KPMG was accused of being “complicit” in the company’s “questionable” accounting practices and “complacently signing off its directors’ increasingly fantastical figures” over its 19-year tenure as Carillion's auditor.

The firm was paid a total of £20.2m for its work on Carillion since 2008, with £16.8m coming from the company itself and £3.4m from government work.

PwC declined to say if it would be following KPMG’s decision, but said, “Scrutiny of the audit market has highlighted concerns around quality, independence and choice. We believe it’s important to look at these areas in a holistic way, with audit quality firmly at the heart of any reforms to the market. We are open to embracing change which serves the best interests of shareholders, companies and the market.
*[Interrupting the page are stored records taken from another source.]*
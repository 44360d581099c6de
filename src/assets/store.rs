use std::{
    path::{Path, PathBuf},
    sync::Arc,
};

use anyhow::Context;

use crate::{
    assets::{decode, fit},
    foundation::core::Canvas,
    foundation::error::{VoxreelError, VoxreelResult},
};

/// Plain description of one still image as the timeline builder sees it.
/// Identity is the path; dimensions are the source dimensions before fitting.
#[derive(Clone, Debug, PartialEq, Eq, serde::Serialize, serde::Deserialize)]
pub struct VisualAsset {
    pub path: String,
    pub width: u32,
    pub height: u32,
}

/// One image decoded, fitted to the canvas, and premultiplied, ready to blit.
#[derive(Clone)]
pub struct PreparedVisual {
    pub source: PathBuf,
    /// Frame-sized premultiplied RGBA8, row-major, exactly `canvas` pixels.
    pub rgba8_premul: Arc<Vec<u8>>,
}

impl std::fmt::Debug for PreparedVisual {
    fn fmt(&self, f: &mut std::fmt::Formatter<'_>) -> std::fmt::Result {
        f.debug_struct("PreparedVisual")
            .field("source", &self.source)
            .field("bytes", &self.rgba8_premul.len())
            .finish()
    }
}

/// Immutable store of prepared visuals.
///
/// All filesystem IO and decoding is front-loaded here so the render stages
/// stay deterministic and IO-free. Unreadable entries are skipped with a
/// warning (never fatal per item); an empty surviving set is a precondition
/// failure.
#[derive(Clone, Debug)]
pub struct PreparedVisualStore {
    canvas: Canvas,
    assets: Vec<VisualAsset>,
    visuals: Vec<PreparedVisual>,
}

impl PreparedVisualStore {
    pub fn prepare(paths: &[PathBuf], canvas: Canvas) -> VoxreelResult<Self> {
        if paths.is_empty() {
            return Err(VoxreelError::validation("image list must be non-empty"));
        }

        let existing: Vec<&PathBuf> = paths.iter().filter(|p| p.is_file()).collect();
        if existing.len() < paths.len() {
            tracing::warn!(
                missing = paths.len() - existing.len(),
                using = existing.len(),
                "some image paths do not exist, continuing with the rest"
            );
        }

        let mut assets = Vec::with_capacity(existing.len());
        let mut visuals = Vec::with_capacity(existing.len());
        for path in existing {
            match Self::prepare_one(path, canvas) {
                Ok((asset, visual)) => {
                    assets.push(asset);
                    visuals.push(visual);
                }
                Err(err) => {
                    tracing::warn!(path = %path.display(), %err, "skipping unreadable image");
                }
            }
        }

        if visuals.is_empty() {
            return Err(VoxreelError::validation(
                "no usable images after validation",
            ));
        }

        Ok(Self {
            canvas,
            assets,
            visuals,
        })
    }

    fn prepare_one(path: &Path, canvas: Canvas) -> VoxreelResult<(VisualAsset, PreparedVisual)> {
        let bytes = std::fs::read(path)
            .with_context(|| format!("read image bytes from '{}'", path.display()))?;
        let img = decode::decode_image(&bytes)?;
        let asset = VisualAsset {
            path: path.to_string_lossy().into_owned(),
            width: img.width(),
            height: img.height(),
        };

        let fitted = fit::fit_to_fill(&img, canvas);
        let mut rgba = fitted.into_raw();
        decode::premultiply_rgba8_in_place(&mut rgba);
        let visual = PreparedVisual {
            source: path.to_path_buf(),
            rgba8_premul: Arc::new(rgba),
        };
        Ok((asset, visual))
    }

    pub fn canvas(&self) -> Canvas {
        self.canvas
    }

    /// Plain asset descriptions, in preparation order, for timeline pairing.
    pub fn assets(&self) -> &[VisualAsset] {
        &self.assets
    }

    pub fn len(&self) -> usize {
        self.visuals.len()
    }

    pub fn is_empty(&self) -> bool {
        self.visuals.is_empty()
    }

    pub fn get(&self, index: usize) -> VoxreelResult<&PreparedVisual> {
        self.visuals
            .get(index)
            .ok_or_else(|| VoxreelError::asset(format!("visual index {index} out of range")))
    }
}

#[cfg(test)]
mod tests {
    use super::*;

    fn write_png(dir: &Path, name: &str, w: u32, h: u32) -> PathBuf {
        let path = dir.join(name);
        let img = image::RgbaImage::from_pixel(w, h, image::Rgba([50, 60, 70, 255]));
        img.save(&path).unwrap();
        path
    }

    fn temp_dir(tag: &str) -> PathBuf {
        let dir = std::env::temp_dir().join(format!("voxreel_store_{tag}_{}", std::process::id()));
        std::fs::create_dir_all(&dir).unwrap();
        dir
    }

    #[test]
    fn prepares_valid_images_and_skips_missing() {
        let dir = temp_dir("skip");
        let a = write_png(&dir, "a.png", 64, 64);
        let b = write_png(&dir, "b.png", 32, 64);
        let missing = dir.join("nope.png");

        let store = PreparedVisualStore::prepare(
            &[a, missing, b],
            Canvas {
                width: 16,
                height: 8,
            },
        )
        .unwrap();

        assert_eq!(store.len(), 2);
        assert_eq!(store.assets()[0].width, 64);
        assert_eq!(store.assets()[1].height, 64);
        // Fitted buffers are exactly canvas-sized.
        assert_eq!(store.get(0).unwrap().rgba8_premul.len(), 16 * 8 * 4);
    }

    #[test]
    fn wholly_unusable_list_is_fatal() {
        let dir = temp_dir("fatal");
        let garbage = dir.join("garbage.png");
        std::fs::write(&garbage, b"not a png").unwrap();

        let err = PreparedVisualStore::prepare(
            &[dir.join("absent.png"), garbage],
            Canvas {
                width: 16,
                height: 8,
            },
        );
        assert!(err.is_err());
    }

    #[test]
    fn empty_input_list_is_fatal() {
        assert!(
            PreparedVisualStore::prepare(
                &[],
                Canvas {
                    width: 16,
                    height: 8
                }
            )
            .is_err()
        );
    }
}
use std::path::PathBuf;

use rayon::prelude::*;

use crate::{
    assets::store::PreparedVisualStore,
    audio::probe::NarrationTrack,
    captions::font::resolve_caption_font,
    captions::layout::{CaptionStyle, layout_captions},
    encode::ffmpeg::{EncodeConfig, FfmpegEncoder},
    foundation::core::EngineConfig,
    foundation::error::{VoxreelError, VoxreelResult},
    render::composite::{FrameRgba, over_premul_faded, over_premul_patch},
    render::plan::RenderPlan,
    timeline::builder::Timeline,
    transcript::segment::{Segment, validate_segments},
};

/// Frames rendered per parallel batch before being handed to the encoder in
/// presentation order.
const CHUNK_FRAMES: u64 = 64;

/// Inputs for one assembly run.
#[derive(Clone, Debug)]
pub struct AssembleRequest {
    /// Narration audio file, probed for duration and muxed into the output.
    pub narration: PathBuf,
    /// Transcript segments, ordered as the transcription provider emitted them.
    pub segments: Vec<Segment>,
    /// Still images in presentation order.
    pub images: Vec<PathBuf>,
    /// Output MP4 path.
    pub output: PathBuf,
    /// Font files tried in order for captions; empty means the built-in
    /// candidate list.
    pub font_candidates: Vec<PathBuf>,
    pub style: CaptionStyle,
    pub config: EngineConfig,
}

impl AssembleRequest {
    pub fn new(
        narration: impl Into<PathBuf>,
        segments: Vec<Segment>,
        images: Vec<PathBuf>,
        output: impl Into<PathBuf>,
    ) -> Self {
        Self {
            narration: narration.into(),
            segments,
            images,
            output: output.into(),
            font_candidates: Vec::new(),
            style: CaptionStyle::default(),
            config: EngineConfig::default(),
        }
    }
}

/// What a finished run produced.
#[derive(Clone, Debug, PartialEq)]
pub struct AssembleReport {
    pub output: PathBuf,
    pub total_frames: u64,
    pub clip_count: usize,
    pub cue_count: usize,
    /// Duration of the scheduled timeline in seconds; the muxed file itself
    /// is clamped to the narration by `-shortest`.
    pub timeline_duration_sec: f64,
    /// The font that captioned the run, absent when none resolved.
    pub caption_font: Option<PathBuf>,
}

/// Run the whole engine: probe, prepare, schedule, composite, encode.
///
/// Stages run strictly in order and all IO happens before the frame loop.
/// A failure after the encoder starts removes the partial output file.
pub fn assemble_video(req: &AssembleRequest) -> VoxreelResult<AssembleReport> {
    req.config.validate()?;
    validate_segments(&req.segments)?;

    let narration = NarrationTrack::probe(&req.narration)?;
    let store = PreparedVisualStore::prepare(&req.images, req.config.canvas)?;
    let timeline = Timeline::build(
        &req.segments,
        store.len(),
        narration.duration_sec,
        &req.config,
    )?;

    let font = if req.font_candidates.is_empty() {
        resolve_caption_font(&crate::captions::font::default_font_candidates())
    } else {
        resolve_caption_font(&req.font_candidates)
    };
    let cues = match font.as_ref() {
        Some(f) => layout_captions(&req.segments, f, &req.config, &req.style),
        None => Vec::new(),
    };

    let plan = RenderPlan::compile(&timeline, &cues, font.as_ref(), &req.style, &req.config)?;
    tracing::info!(
        clips = plan.clips.len(),
        cues = plan.cues.len(),
        frames = plan.total_frames,
        duration_sec = timeline.total_duration,
        "render plan compiled"
    );

    let encoder = FfmpegEncoder::new(EncodeConfig {
        canvas: req.config.canvas,
        fps: req.config.fps,
        out_path: req.output.clone(),
        overwrite: true,
        audio_path: Some(narration.path.clone()),
        threads: req.config.render_threads,
    })?;

    let mut output_guard = OutputGuard(Some(req.output.clone()));
    encode_all_frames(&plan, &store, encoder, req.config.render_threads)?;
    output_guard.disarm();

    Ok(AssembleReport {
        output: req.output.clone(),
        total_frames: plan.total_frames,
        clip_count: plan.clips.len(),
        cue_count: plan.cues.len(),
        timeline_duration_sec: timeline.total_duration,
        caption_font: font.map(|f| f.source),
    })
}

/// Composite a single frame from the plan: opaque black base, active clips
/// in timeline order with their fade ramps, then active caption strips.
pub fn render_frame(
    plan: &RenderPlan,
    store: &PreparedVisualStore,
    frame_idx: u64,
) -> VoxreelResult<FrameRgba> {
    let mut frame = FrameRgba::opaque_black(plan.canvas);

    for clip in plan.clips_at(frame_idx) {
        let visual = store.get(clip.asset_index)?;
        over_premul_faded(
            &mut frame.data,
            &visual.rgba8_premul,
            clip.fade_alpha_at(frame_idx),
        )?;
    }
    for cue in plan.cues_at(frame_idx) {
        over_premul_patch(
            &mut frame,
            &cue.rgba8_premul,
            cue.width,
            cue.height,
            cue.x,
            cue.y,
        )?;
    }
    Ok(frame)
}

/// Render frames in parallel chunks and push them to the encoder in order.
fn encode_all_frames(
    plan: &RenderPlan,
    store: &PreparedVisualStore,
    mut encoder: FfmpegEncoder,
    threads: usize,
) -> VoxreelResult<()> {
    let pool = rayon::ThreadPoolBuilder::new()
        .num_threads(threads)
        .build()
        .map_err(|e| VoxreelError::render(format!("failed to build render thread pool: {e}")))?;

    let mut chunk_start = 0u64;
    while chunk_start < plan.total_frames {
        let chunk_end = (chunk_start + CHUNK_FRAMES).min(plan.total_frames);
        let rendered: Vec<VoxreelResult<FrameRgba>> = pool.install(|| {
            (chunk_start..chunk_end)
                .into_par_iter()
                .map(|f| render_frame(plan, store, f))
                .collect()
        });
        for frame in rendered {
            encoder.encode_frame(&frame?)?;
        }
        chunk_start = chunk_end;
    }

    encoder.finish()
}

/// Deletes the output file on drop unless disarmed, so a failed encode never
/// leaves a truncated MP4 behind.
struct OutputGuard(Option<PathBuf>);

impl OutputGuard {
    fn disarm(&mut self) {
        self.0 = None;
    }
}

impl Drop for OutputGuard {
    fn drop(&mut self) {
        if let Some(path) = self.0.take() {
            let _ = std::fs::remove_file(path);
        }
    }
}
“We will work with the CMA and other stakeholders to do what is necessary to restore trust and confidence in audit, by supporting measures that address issues in the market. We appreciate that further commitments to limit non-audit services to audit clients could be necessary to promote confidence in the independence of audit firms, particularly for those companies in the listed market.

“As the CMA has noted, there are already measures in place to control the non-audit services that an audit firm can provide to a client (as part of the FRC’s Ethical Standard, which was revised in 2016). We look forward to understanding the CMA’s analysis of the effectiveness of these measures.”

Deloitte and EY have also been approached for comment.